KAMU
Memurlar para karşılığı 'cazgırlık' yapabilir mi?
Garip ama bazen bu tür sorular sorulabiliyor. Nitekim MEB, bu konuda Devlet Personel Başkanlığına ilköğretim okulu öğretmeni olarak görev yapan bir personelinin Türkiye Güreş Federasyonunca tertip edilen yağlı güreşlerde cazgır olarak görev yapıp yapamayacağını sormuş.

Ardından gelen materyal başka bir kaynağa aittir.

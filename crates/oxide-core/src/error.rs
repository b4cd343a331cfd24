//! Error types for Oxide cache restore.

use std::time::Duration;
use thiserror::Error;

#[derive(Debug, Error)]
pub enum Error {
    // Key validation errors
    #[error("No cache keys provided")]
    NoKeysProvided,

    #[error("Maximum number of keys is {max}, {provided} provided")]
    TooManyKeys { max: usize, provided: usize },

    #[error("Commas are not allowed in keys (invalid key: {0})")]
    InvalidKey(String),

    // Configuration errors
    #[error("Configuration error: {0}")]
    Config(String),

    // Resolution errors
    #[error("Store request failed during {operation}")]
    StoreTransport {
        operation: &'static str,
        #[source]
        source: StoreError,
    },

    #[error("No cache archive found for the provided keys")]
    CacheNotFound,

    // Download errors
    #[error("All {attempts} download attempts failed")]
    AllRetriesFailed {
        attempts: u32,
        #[source]
        source: Box<Error>,
    },

    #[error("Download failed")]
    Download(#[source] StoreError),

    #[error("Operation cancelled")]
    Cancelled,

    #[error("IO error")]
    Io(#[from] std::io::Error),
}

impl Error {
    /// Wrap a store failure raised while looking up a key.
    pub fn transport(operation: &'static str, source: StoreError) -> Self {
        Error::StoreTransport { operation, source }
    }

    /// True when resolution found nothing to restore. Callers usually treat
    /// this as a normal outcome rather than a failure.
    pub fn is_cache_miss(&self) -> bool {
        matches!(self, Error::CacheNotFound)
    }

    /// True for key validation failures.
    pub fn is_validation(&self) -> bool {
        matches!(
            self,
            Error::NoKeysProvided | Error::TooManyKeys { .. } | Error::InvalidKey(_)
        )
    }
}

pub type Result<T> = std::result::Result<T, Error>;

/// Failures reported by an object store adapter.
#[derive(Debug, Error)]
pub enum StoreError {
    #[error("Object not found: {0}")]
    NotFound(String),

    #[error("Store request timed out after {0:?}")]
    Timeout(Duration),

    #[error("Store error in {operation}: {message}")]
    Service {
        operation: &'static str,
        message: String,
    },

    #[error("IO error")]
    Io(#[from] std::io::Error),
}

impl StoreError {
    pub fn service(operation: &'static str, message: impl Into<String>) -> Self {
        StoreError::Service {
            operation,
            message: message.into(),
        }
    }
}
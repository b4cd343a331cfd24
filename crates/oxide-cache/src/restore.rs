//! Cache restore: validate, connect, resolve, download.

use crate::downloader::{RetryingDownloader, default_transfer_options};
use crate::keys::validate_keys;
use crate::resolver::KeyResolver;
use oxide_core::Result;
use oxide_core::cache::{
    CacheKey, DEFAULT_RETRY_DELAY, DownloadRequest, RestoreOutcome, RetryPolicy, TransferOptions,
};
use oxide_core::ports::{ObjectStore, StoreFactory};
use std::path::Path;
use std::time::{Duration, Instant};
use tokio_util::sync::CancellationToken;
use tracing::info;

/// Restores cache archives from stores produced by a [`StoreFactory`].
pub struct CacheRestorer<F> {
    factory: F,
    transfer: TransferOptions,
    retry_delay: Duration,
}

impl<F: StoreFactory> CacheRestorer<F> {
    pub fn new(factory: F) -> Self {
        Self {
            factory,
            transfer: default_transfer_options(),
            retry_delay: DEFAULT_RETRY_DELAY,
        }
    }

    pub fn with_transfer_options(mut self, transfer: TransferOptions) -> Self {
        self.transfer = transfer;
        self
    }

    pub fn with_retry_delay(mut self, delay: Duration) -> Self {
        self.retry_delay = delay;
        self
    }

    /// Restore the archive for the first matching key in `request`.
    ///
    /// Keys are validated before the store client is built, so invalid
    /// input never reaches the network.
    pub async fn restore(
        &self,
        request: &DownloadRequest,
        cancel: &CancellationToken,
    ) -> Result<RestoreOutcome> {
        let start = Instant::now();
        let keys = validate_keys(&request.cache_keys)?;
        let store = self.factory.connect().await?;

        let policy = RetryPolicy::new(request.max_retries).with_delay(self.retry_delay);
        restore_from_store(
            &store,
            &keys,
            &request.destination,
            policy,
            self.transfer,
            cancel,
            start,
        )
        .await
    }
}

/// Resolve `keys` against `store` and download the match to `destination`.
pub async fn restore_from_store<S: ObjectStore + ?Sized>(
    store: &S,
    keys: &[CacheKey],
    destination: &Path,
    policy: RetryPolicy,
    transfer: TransferOptions,
    cancel: &CancellationToken,
    start: Instant,
) -> Result<RestoreOutcome> {
    let object = KeyResolver::new(store).resolve(keys, cancel).await?;

    let report = RetryingDownloader::new(store, policy)
        .with_transfer_options(transfer)
        .download(&object, destination, cancel)
        .await?;

    let duration_ms = start.elapsed().as_millis() as u64;
    info!(
        object = %object,
        bytes = report.bytes_written,
        attempts = report.attempts,
        duration_ms,
        "Cache archive restored"
    );

    Ok(RestoreOutcome {
        matched_key: object.name,
        exact_match: object.exact_match,
        bytes_written: report.bytes_written,
        attempts: report.attempts,
        duration_ms,
    })
}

Bu soruya verilen cevapta şu ifadelere yer verilmiştir; 657 sayılı Devlet Memurları Kanununun “Ticaret ve diğer kazanç getirici faaliyetlerde bulunma yasağı” başlıklı 28 inci maddesine göre; memurların kazanç getirici faaliyetleri genel olarak yasaklanmış ve yasak kapsamının dışında kalan faaliyetler istisnai olarak sayılmış olup 657 sayılı Devlet Memurları Kanuna tabi olarak görev yapan personelin, yukarıda sayılan ve özel kanunlarla düzenlenen istisnalar dışında, üçüncü kişi veya tüzel kişiler ile sözleşme yapmak suretiyle kazanç getirici faaliyette bulunmalarının mümkün olmadığı sarihtir.
Bu hüküm karşısında, anılan personelin cazgırlık faaliyetinden dolayı yükümlülük altına gireceği bir sözleşmeye taraf olması ve doğrudan ya da dolaylı olarak menfaat temin etmesinin mümkün olmadığı, ancak mesai saatleri dışında sosyal bir faaliyet olarak cazgırlık yapmasına mani bir husus bulunmamaktadır.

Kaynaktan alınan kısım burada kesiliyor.